Please check the import sd file in your end, and let us know how to import the sd file very fast using the Jchem .Net API (changes in Jchem .Net API settings or others). 


My expectation is we want to achieve the time which jchem manager takes to upload the sd file.


--


Thanks & Regards,


D. Senthil kumar Vijai.


 

ChemAxon bd13b5bd77

04-02-2013 16:36:11

So you mean that you installed JChem Manager to a different machine from where you installed the dotnet API.


Why do you think that this is a correct proof of concept (JChem .NET API is slower than JChem manager) when the test environments are not the same?


Where is the Windows2008 server is sitting and where is the Windows7 sitting? In the same network? Does the JChem Manager produce the same performance from that Windows7 machine.


Our test was ~ 30000 molecules were imported within 8 mins with JChem .NET API, which menas if we extrapolate 25 mins. This is very far from hours.


 

User 73ad691ca3

05-02-2013 05:48:18

Dear Chemaxon Team,


We have done two different exercises. 


The first one is importing the sd file using Jchem .Net API, which takes more than 4 hours to import the sd file data(1,00,000 records) to jchem structure table. The Jchem .Net API is installed in a machine with windows7 OS, and the jchem connects the same oracle database.


The second excercise is we have used Jchem manager tool to import the same sd file, and it takes only 15 minutes to import the same.  This Jchem manager is installed in another windows 2008 server machine; this is also connecting the same oracle database.


All these machines are in the same network.


Please look in to the issue of importing the structures from sd file using Jchem .Net API.


Our sd file has 100000 records with each record has around 15 data fields (i.e., columns). 

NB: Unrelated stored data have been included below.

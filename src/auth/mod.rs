//! Cookie-carried session authentication.
//!
//! Login issues a signed token in an httpOnly cookie; protected routes pass through
//! [`require_auth`], which verifies the token and attaches the resolved user.

mod cookies;
mod jwt;
mod password;

pub use cookies::{clear_session_cookie, session_cookie, SESSION_COOKIE};
pub use jwt::{issue_token, verify_token};
pub use password::{hash_password, verify_password_or_dummy};

#[cfg(test)]
pub(crate) use jwt::issue_token_at;

use axum::{
    extract::{Request, State},
    middleware::Next,
    response::Response,
};
use axum_extra::extract::cookie::CookieJar;

use crate::errors::AppError;
use crate::models::User;
use crate::AppState;

/// The authenticated user, stored in request extensions by [`require_auth`].
#[derive(Debug, Clone)]
pub struct AuthUser(pub User);

/// Message for every rejected credential; reasons are not distinguished.
const UNAUTHORIZED: &str = "Unauthorized";

/// Resolve the configured signing secret, or fail as a server error.
pub fn signing_secret(state: &AppState) -> Result<&[u8], AppError> {
    match state.config.jwt_secret.as_deref() {
        Some(secret) => Ok(secret.as_bytes()),
        None => {
            tracing::error!("JWT_SECRET_KEY is not configured");
            Err(AppError::Internal("JWT secret key is missing".to_string()))
        }
    }
}

/// Axum middleware: reads the session cookie, verifies the token, loads the
/// user and injects [`AuthUser`] into request extensions.
pub async fn require_auth(
    State(state): State<AppState>,
    jar: CookieJar,
    mut request: Request,
    next: Next,
) -> Result<Response, AppError> {
    let secret = signing_secret(&state)?;

    let token = jar
        .get(SESSION_COOKIE)
        .map(|cookie| cookie.value().to_string())
        .filter(|value| !value.is_empty())
        .ok_or_else(|| AppError::Unauthorized(UNAUTHORIZED.to_string()))?;

    let claims = verify_token(&token, secret)
        .ok_or_else(|| AppError::Unauthorized(UNAUTHORIZED.to_string()))?;

    let user = state.repo.get_user(&claims.sub).await?.ok_or_else(|| {
        tracing::warn!(user_id = %claims.sub, "token for unknown user");
        AppError::Unauthorized(UNAUTHORIZED.to_string())
    })?;

    request.extensions_mut().insert(AuthUser(user));

    Ok(next.run(request).await)
}
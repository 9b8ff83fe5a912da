//! carerag-vector
//!
//! In-memory flat L2 index, the `VectorStore` that keeps chunk texts and
//! metadata beside it, and the on-disk snapshot format.

pub mod index;
pub mod snapshot;
pub mod store;

pub use index::FlatL2Index;
pub use store::{similarity_from_distance, VectorStore, DISTANCE_NORMALIZATION};
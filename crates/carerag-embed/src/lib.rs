//! carerag-embed
//!
//! Embedding providers behind the core `Embedder` trait, plus the fail-soft
//! gateway the vector store embeds through.
//!
//! `APP_USE_FAKE_EMBEDDINGS=1` switches to the offline `HashEmbedder` for fast
//! and deterministic outputs in tests and development.
use anyhow::Result;
use tracing::info;

use carerag_core::config::{EmbeddingProvider, EmbeddingSettings};
use carerag_core::traits::Embedder;

pub mod gateway;
pub mod hash;
pub mod openai;

pub use gateway::{is_zero_vector, EmbeddingGateway};
pub use hash::HashEmbedder;
pub use openai::OpenAiEmbedder;

/// True when `APP_USE_FAKE_EMBEDDINGS` is `1` or `true`.
pub fn use_fake_embeddings() -> bool {
    std::env::var("APP_USE_FAKE_EMBEDDINGS")
        .ok()
        .map(|v| v == "1" || v.eq_ignore_ascii_case("true"))
        .unwrap_or(false)
}

/// Whether `settings` resolve to the offline embedder (directly or via the env switch).
pub fn uses_offline_embedder(settings: &EmbeddingSettings) -> bool {
    use_fake_embeddings() || settings.provider == EmbeddingProvider::Hash
}

pub fn get_default_embedder(settings: &EmbeddingSettings) -> Result<Box<dyn Embedder>> {
    if uses_offline_embedder(settings) {
        info!(dim = settings.dimension, "using offline hash embedder");
        return Ok(Box::new(HashEmbedder::new(settings.dimension)));
    }
    let embedder = OpenAiEmbedder::from_env(settings)?;
    info!(id = embedder.embedder_id(), "using OpenAI embeddings");
    Ok(Box::new(embedder))
}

Can you please send your code which you have tested with 30000 records?  I will also have a look on this and i will test with our sd file. 


You can send us the sample program to import sd file using Jchem .Net API.  I will only change the database connection details and will try to import our sd file.


 


Thanks & Regards,


D. Senthil kumar Vijai.

ChemAxon 4375c6431d

05-02-2013 10:33:51


Dear Senthil,


you can try our sample.


Regards,
Miklos


ChemAxon bd13b5bd77

05-02-2013 10:51:19

Please measure the performance on your Wndows7 with our built-in SDF.


Please install JChem Manager on your Windows7 and test your 100 000 sdf.


JChem Manager has the same code as recommneded in the API.


Please run our SDF with the JChem Manager from Windows7.


 

User 73ad691ca3

05-02-2013 16:35:35

Dear Chemaxon Team,


Thanks for your reply and for sharing the sample program.


As you mentioned, we measured the performance on our Wndows7 with your built-in SDF, and it took around 33 minutes(i.e., 1964.9848704 sec) to import the sd file into the table.  As a result, the Jchem structure table has 18042 rows.


We will try to do the other steps, and will update to you later.


 


Thanks & Regards,


D. Senthil kumar vijai.

ChemAxon eb65a25631

07-02-2013 10:59:59

I did some measurements with the SDF file and the sample code in the Speed_test project:

- Java /w MS SQL 2012 ~48 sec

- .NET /w MS SQL 2012 ~57 sec

- Java /w Oracle, JChem Cartridge: ~3min 22 sec

- .NET /w Oracle, JChem Cartridge: ~3.43 min

It means, there are no performance problems with the JChem.NET package.

Apparently, the problem causing the slowdown must be on your side, in your environment.

Regards,
Andras